Sasa, also spelled sāsā, is a type of folk dance from Samoa. Sasa is performed by all ages and genders, usually in groups and while seated. The word "sāsā" literally means "to strike", and is characterized by precise, rhythmic claps and intricate hand movements. The movements of sasa often depict Samoan practices and history, with individual gestures representing actions from everyday life, such as cooking, paddling canoes, or cleaning.

== History ==

The origin and evolution of sasa is unclear, owing to poor documentation by researchers. A dance by the name of sasa is first mentioned in the academic literature in Buck's field notes from 1927–28, but his descriptions more closely resemble a different Samoan dance, usually referred to as siva lapalapa.

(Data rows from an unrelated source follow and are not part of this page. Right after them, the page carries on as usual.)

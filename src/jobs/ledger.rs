//! Payment Ledger
//!
//! Applies payments to a job and decides when it is settled. Every operation validates
//! completely before touching the job, so a rejected call leaves it exactly as it was.

use jiff::Timestamp;
use rust_decimal::Decimal;
use smallvec::SmallVec;
use thiserror::Error;

use crate::jobs::{
    job::Job,
    payments::{NewPayment, PartialPayment, PaymentMethod},
    status::JobStatus,
};

/// Reasons a payment or settlement step is refused.
#[derive(Debug, Error, PartialEq, Eq)]
pub enum LedgerError {
    /// Amounts must be greater than zero.
    #[error("payment amount must be positive, got {0}")]
    NonPositiveAmount(Decimal),

    /// Amounts are whole cents.
    #[error("payment amount {0} has fractional cents")]
    SubCentAmount(Decimal),

    /// The payment would take the total paid above the price.
    #[error("payment of {amount} exceeds the remaining balance of {remaining}")]
    ExceedsBalance {
        /// Offered amount.
        amount: Decimal,
        /// Balance still owed.
        remaining: Decimal,
    },

    /// Check payments must carry a check number.
    #[error("check payments require a check number")]
    MissingCheckNumber,

    /// Card payments are only recorded against a confirmed processor charge.
    #[error("card payments require a processor charge reference")]
    MissingReference,

    /// The processor will not charge less than its minimum.
    #[error("card payments must be at least {minimum}, got {amount}")]
    BelowCardMinimum {
        /// Offered amount.
        amount: Decimal,
        /// Processor minimum.
        minimum: Decimal,
    },

    /// Payments need an authorized price.
    #[error("job is {0}; payments require an authorized price")]
    NotAuthorized(JobStatus),

    /// Only a fully check-paid, unsettled job takes a check photo.
    #[error("job is not awaiting a check photo")]
    NotAwaitingCheckPhoto,

    /// The photo reference is blank.
    #[error("check photo reference is empty")]
    EmptyCheckPhoto,
}

/// What a recorded payment did to the job.
#[derive(Debug, Clone, Copy, PartialEq, Eq)]
pub enum PaymentOutcome {
    /// A balance remains.
    PartiallyPaid {
        /// Sum of all recorded payments.
        total_paid: Decimal,
        /// Balance still owed.
        remaining: Decimal,
    },

    /// Fully paid by cash or card; the job is closed.
    Closed,

    /// Fully paid by check; the job closes once the check is photographed.
    AwaitingCheckPhoto,

    /// A payment with the same processor reference was already recorded.
    AlreadyRecorded,
}

impl PaymentOutcome {
    /// Whether this payment closed the job.
    #[must_use]
    pub const fn closed_job(self) -> bool {
        matches!(self, Self::Closed)
    }
}

/// Reject card amounts below the processor minimum before attempting a charge.
///
/// # Errors
///
/// Returns [`LedgerError::BelowCardMinimum`] when `amount < minimum`.
pub fn check_card_minimum(amount: Decimal, minimum: Decimal) -> Result<(), LedgerError> {
    if amount < minimum {
        return Err(LedgerError::BelowCardMinimum { amount, minimum });
    }

    Ok(())
}

impl Job {
    /// Sum of all recorded payments.
    #[must_use]
    pub fn total_paid(&self) -> Decimal {
        self.partial_payments
            .iter()
            .map(|payment| payment.amount)
            .sum()
    }

    /// What is still owed: `max(0, price - total_paid)`; zero for unpriced jobs.
    #[must_use]
    pub fn remaining_balance(&self) -> Decimal {
        let Some(price) = self.price else {
            return Decimal::ZERO;
        };

        (price - self.total_paid()).max(Decimal::ZERO)
    }

    /// Paid in full by check and waiting for the check to be photographed.
    #[must_use]
    pub fn is_awaiting_check_photo(&self) -> bool {
        self.status == JobStatus::Authorized
            && self.price.is_some()
            && self.payment_method == Some(PaymentMethod::Check)
            && self.remaining_balance().is_zero()
    }

    /// Payment methods that can take the current remaining balance.
    ///
    /// Card is offered only when the balance is at least the processor minimum.
    #[must_use]
    pub fn available_methods(&self, min_card_charge: Decimal) -> SmallVec<[PaymentMethod; 3]> {
        let remaining = self.remaining_balance();
        let mut methods = SmallVec::new();

        if self.status != JobStatus::Authorized || remaining <= Decimal::ZERO {
            return methods;
        }

        methods.push(PaymentMethod::Cash);
        methods.push(PaymentMethod::Check);

        if remaining >= min_card_charge {
            methods.push(PaymentMethod::Card);
        }

        methods
    }

    /// Check that `payment` could be recorded right now, without recording it.
    ///
    /// # Errors
    ///
    /// See [`Job::record_payment`].
    pub fn validate_payment(&self, payment: &NewPayment) -> Result<(), LedgerError> {
        if payment.amount <= Decimal::ZERO {
            return Err(LedgerError::NonPositiveAmount(payment.amount));
        }

        if payment.amount.normalize().scale() > 2 {
            return Err(LedgerError::SubCentAmount(payment.amount));
        }

        match payment.method {
            PaymentMethod::Check if payment.check_number.is_none() => {
                return Err(LedgerError::MissingCheckNumber);
            }
            PaymentMethod::Card if payment.reference.is_none() => {
                return Err(LedgerError::MissingReference);
            }
            PaymentMethod::Cash | PaymentMethod::Check | PaymentMethod::Card => {}
        }

        if self.price.is_none() || !matches!(self.status, JobStatus::Authorized | JobStatus::Closed)
        {
            return Err(LedgerError::NotAuthorized(self.status));
        }

        let remaining = self.remaining_balance();

        if payment.amount > remaining {
            return Err(LedgerError::ExceedsBalance {
                amount: payment.amount,
                remaining,
            });
        }

        Ok(())
    }

    /// Whether a payment carrying `reference` has already been recorded.
    #[must_use]
    pub fn has_payment_reference(&self, reference: &str) -> bool {
        self.partial_payments
            .iter()
            .any(|payment| payment.reference.as_deref() == Some(reference))
    }

    /// Whether a payment submitted under the client `key` has already been recorded.
    #[must_use]
    pub fn has_idempotency_key(&self, key: &str) -> bool {
        self.partial_payments
            .iter()
            .any(|payment| payment.idempotency_key.as_deref() == Some(key))
    }

    /// Append a payment and update the derived payment fields and status.
    ///
    /// Reaching the price by cash or card closes the job. Reaching it by check leaves the
    /// job `Authorized` until [`Job::attach_check_photo`] is called.
    ///
    /// # Errors
    ///
    /// - [`LedgerError::NonPositiveAmount`] / [`LedgerError::SubCentAmount`]: bad amount.
    /// - [`LedgerError::MissingCheckNumber`]: check payment without a check number.
    /// - [`LedgerError::MissingReference`]: card payment without a processor reference.
    /// - [`LedgerError::NotAuthorized`]: the job has no authorized price.
    /// - [`LedgerError::ExceedsBalance`]: the amount is more than is owed.
    pub fn record_payment(
        &mut self,
        payment: NewPayment,
        now: Timestamp,
    ) -> Result<PaymentOutcome, LedgerError> {
        if let Some(reference) = payment.reference.as_deref()
            && self.has_payment_reference(reference)
        {
            return Ok(PaymentOutcome::AlreadyRecorded);
        }

        if let Some(key) = payment.idempotency_key.as_deref()
            && self.has_idempotency_key(key)
        {
            return Ok(PaymentOutcome::AlreadyRecorded);
        }

        self.validate_payment(&payment)?;

        let Some(price) = self.price else {
            return Err(LedgerError::NotAuthorized(self.status));
        };

        let method = payment.method;

        if let Some(check_number) = &payment.check_number
            && method == PaymentMethod::Check
        {
            self.check_number = Some(check_number.clone());
        }

        self.partial_payments.push(PartialPayment {
            method,
            amount: payment.amount,
            check_number: payment.check_number.filter(|_| method == PaymentMethod::Check),
            reference: payment.reference,
            idempotency_key: payment.idempotency_key,
            recorded_at: now,
        });

        let total_paid = self.total_paid();

        self.payment_method = Some(method);
        self.updated_at = now;

        if total_paid < price {
            self.payment_amount = Some(total_paid);

            return Ok(PaymentOutcome::PartiallyPaid {
                total_paid,
                remaining: price - total_paid,
            });
        }

        self.payment_amount = Some(price);

        if method == PaymentMethod::Check {
            return Ok(PaymentOutcome::AwaitingCheckPhoto);
        }

        self.status = JobStatus::Closed;
        self.closed_at = Some(now);

        Ok(PaymentOutcome::Closed)
    }

    /// Settle a check-paid job by attaching the photo of the check.
    ///
    /// # Errors
    ///
    /// - [`LedgerError::EmptyCheckPhoto`]: blank photo reference.
    /// - [`LedgerError::NotAwaitingCheckPhoto`]: the job is not fully paid by check.
    pub fn attach_check_photo(
        &mut self,
        photo: impl Into<String>,
        now: Timestamp,
    ) -> Result<(), LedgerError> {
        let photo = photo.into();

        if photo.trim().is_empty() {
            return Err(LedgerError::EmptyCheckPhoto);
        }

        if !self.is_awaiting_check_photo() {
            return Err(LedgerError::NotAwaitingCheckPhoto);
        }

        self.check_photo = Some(photo);
        self.status = JobStatus::Closed;
        self.updated_at = now;
        self.closed_at = Some(now);

        Ok(())
    }
}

The word sasa literally means 'to strike'. The dance was originally a village activity, but it soon became one of Samoa's most well-known dances. It was traditionally performed by whole villages in order to give a perfect effect on the viewers- the more performers, the more the dance became effective.

Sa'a is cognate with other words found across Polynesia often used to describe local dance forms, such as Māori haka, Hawaiian ha'a, etc.

The Sasa requires synchronization, energy and enthusiasm

== Performance ==

Generally, the sasa is performed by a large group of people, it is normally performed sitting down, but there are parts of the dance which require the group to stand up. The movements depict everyday life, from the movement of fish in the water, to the flying birds in the sky, from cooking the umu to cleaning the house, and even a form of voyaging, where the group move into the form of a large canoe, having the arms on the outside mimic the movement of paddles in the water.

Every Sasa is different, some movements have never changed, however nowadays, more contemporary moves are now being added to the Sasa. The Samoa 'ava ceremony is always included in the Sasa where the group would mimic the Taupōu making 'ava.

A Sasa will always begin with the fa'aluma yelling tulolo which tells the group to bow their heads, and nofo for the group to sit up again, in a Sasa you will hear chants like "Talofa" (greetings) at the beginning and "Tofa" (farewell) at the end or easier, fa.